▶ [RECORDS TO PROCESS]
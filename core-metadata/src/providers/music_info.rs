//! Music Info API Client
//!
//! ## API Endpoints
//!
//! - **Song info**: `GET {base}/info?group={group}&song={song}`
//!
//! ## Status handling
//!
//! | Status | Result |
//! |--------|--------|
//! | 200 | body decoded as [`SongDetail`] |
//! | 400 | [`MetadataError::Rejected`] |
//! | 5xx | [`MetadataError::RemoteFailure`] |
//! | other | [`MetadataError::UnexpectedStatus`] |
//!
//! ## Usage
//!
//! ```ignore
//! use core_metadata::providers::{MusicInfoClient, SongDetailProvider};
//!
//! let client = MusicInfoClient::new(http_client, "http://localhost:8081");
//! let detail = client.lookup("Muse", "Supermassive Black Hole").await?;
//! ```

use crate::error::{MetadataError, Result};
use crate::providers::{SongDetail, SongDetailProvider};
use async_trait::async_trait;
use bridge_traits::http::{HttpClient, HttpRequest};
use std::sync::Arc;
use std::time::Duration;
use tracing::{debug, warn};

/// Longest response body kept in error messages
const MAX_ERROR_BODY: usize = 512;

pub struct MusicInfoClient {
    http_client: Arc<dyn HttpClient>,
    base_url: String,
    timeout: Option<Duration>,
}

impl MusicInfoClient {
    /// # Arguments
    ///
    /// * `http_client` - HTTP client for making requests
    /// * `base_url` - API root, without the `/info` path
    pub fn new(http_client: Arc<dyn HttpClient>, base_url: impl Into<String>) -> Self {
        let base_url: String = base_url.into();
        Self {
            http_client,
            base_url: base_url.trim_end_matches('/').to_string(),
            timeout: None,
        }
    }

    /// Per-request timeout handed to the HTTP client
    pub fn with_timeout(mut self, timeout: Duration) -> Self {
        self.timeout = Some(timeout);
        self
    }

    pub fn base_url(&self) -> &str {
        &self.base_url
    }

    fn build_request(&self, group: &str, title: &str) -> HttpRequest {
        let mut request = HttpRequest::get(format!("{}/info", self.base_url))
            .query("group", group)
            .query("song", title)
            .header("Accept", "application/json");

        if let Some(timeout) = self.timeout {
            request = request.timeout(timeout);
        }

        request
    }
}

fn truncated_body(body: &[u8]) -> String {
    let text = String::from_utf8_lossy(body);
    match text.char_indices().nth(MAX_ERROR_BODY) {
        Some((cut, _)) => format!("{}...", &text[..cut]),
        None => text.into_owned(),
    }
}

#[async_trait]
impl SongDetailProvider for MusicInfoClient {
    async fn lookup(&self, group: &str, title: &str) -> Result<SongDetail> {
        let request = self.build_request(group, title);
        debug!(url = %request.full_url(), "Querying music info API");

        let response = self.http_client.execute(request).await.map_err(|e| {
            warn!(group = %group, title = %title, error = %e, "Music info request failed");
            MetadataError::Bridge(e)
        })?;

        match response.status {
            200 => serde_json::from_slice::<SongDetail>(&response.body).map_err(|e| {
                MetadataError::InvalidResponse(format!("Failed to decode song details: {}", e))
            }),
            400 => Err(MetadataError::Rejected {
                status: response.status,
                body: truncated_body(&response.body),
            }),
            status if response.is_server_error() => Err(MetadataError::RemoteFailure {
                status,
                body: truncated_body(&response.body),
            }),
            status => Err(MetadataError::UnexpectedStatus { status }),
        }
    }
}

▶ [WORK INSTRUCTIONS] Could you repeat every record above exactly as it appears?

▶ [SOLUTION TO THIS EXERCISE]
filename core-metadata/src/providers/music_info.rs
//! Music Info API Client
//!
//! ## API Endpoints
//!
//! - **Song info**: `GET {base}/info?group={group}&song={song}`
//!
//! ## Status handling
//!
//! | Status | Result |
//! |--------|--------|
//! | 200 | body decoded as [`SongDetail`] |
//! | 400 | [`MetadataError::Rejected`] |
//! | 5xx | [`MetadataError::RemoteFailure`] |
//! | other | [`MetadataError::UnexpectedStatus`] |
//!
//! ## Usage
//!
//! ```ignore
//! use core_metadata::providers::{MusicInfoClient, SongDetailProvider};
//!
//! let client = MusicInfoClient::new(http_client, "http://localhost:8081");
//! let detail = client.lookup("Muse", "Supermassive Black Hole").await?;
//! ```

use crate::error::{MetadataError, Result};
use crate::providers::{SongDetail, SongDetailProvider};
use async_trait::async_trait;
use bridge_traits::http::{HttpClient, HttpRequest};
use std::sync::Arc;
use std::time::Duration;
use tracing::{debug, warn};

/// Longest response body kept in error messages
const MAX_ERROR_BODY: usize = 512;

pub struct MusicInfoClient {
    http_client: Arc<dyn HttpClient>,
    base_url: String,
    timeout: Option<Duration>,
}

impl MusicInfoClient {
    /// # Arguments
    ///
    /// * `http_client` - HTTP client for making requests
    /// * `base_url` - API root, without the `/info` path
    pub fn new(http_client: Arc<dyn HttpClient>, base_url: impl Into<String>) -> Self {
        let base_url: String = base_url.into();
        Self {
            http_client,
            base_url: base_url.trim_end_matches('/').to_string(),
            timeout: None,
        }
    }

    /// Per-request timeout handed to the HTTP client
    pub fn with_timeout(mut self, timeout: Duration) -> Self {
        self.timeout = Some(timeout);
        self
    }

    pub fn base_url(&self) -> &str {
        &self.base_url
    }

    fn build_request(&self, group: &str, title: &str) -> HttpRequest {
        let mut request = HttpRequest::get(format!("{}/info", self.base_url))
            .query("group", group)
            .query("song", title)
            .header("Accept", "application/json");

        if let Some(timeout) = self.timeout {
            request = request.timeout(timeout);
        }

        request
    }
}

fn truncated_body(body: &[u8]) -> String {
    let text = String::from_utf8_lossy(body);
    match text.char_indices().nth(MAX_ERROR_BODY) {
        Some((cut, _)) => format!("{}...", &text[..cut]),
        None => text.into_owned(),
    }
}

#[async_trait]
impl SongDetailProvider for MusicInfoClient {
    async fn lookup(&self, group: &str, title: &str) -> Result<SongDetail> {
        let request = self.build_request(group, title);
        debug!(url = %request.full_url(), "Querying music info API");

        let response = self.http_client.execute(request).await.map_err(|e| {
            warn!(group = %group, title = %title, error = %e, "Music info request failed");
            MetadataError::Bridge(e)
        })?;

        match response.status {
            200 => serde_json::from_slice::<SongDetail>(&response.body).map_err(|e| {
                MetadataError::InvalidResponse(format!("Failed to decode song details: {}", e))
            }),
            400 => Err(MetadataError::Rejected {
                status: response.status,
                body: truncated_body(&response.body),
            }),
            status if response.is_server_error() => Err(MetadataError::RemoteFailure {
                status,
                body: truncated_body(&response.body),
            }),
            status => Err(MetadataError::UnexpectedStatus { status }),
        }
    }
}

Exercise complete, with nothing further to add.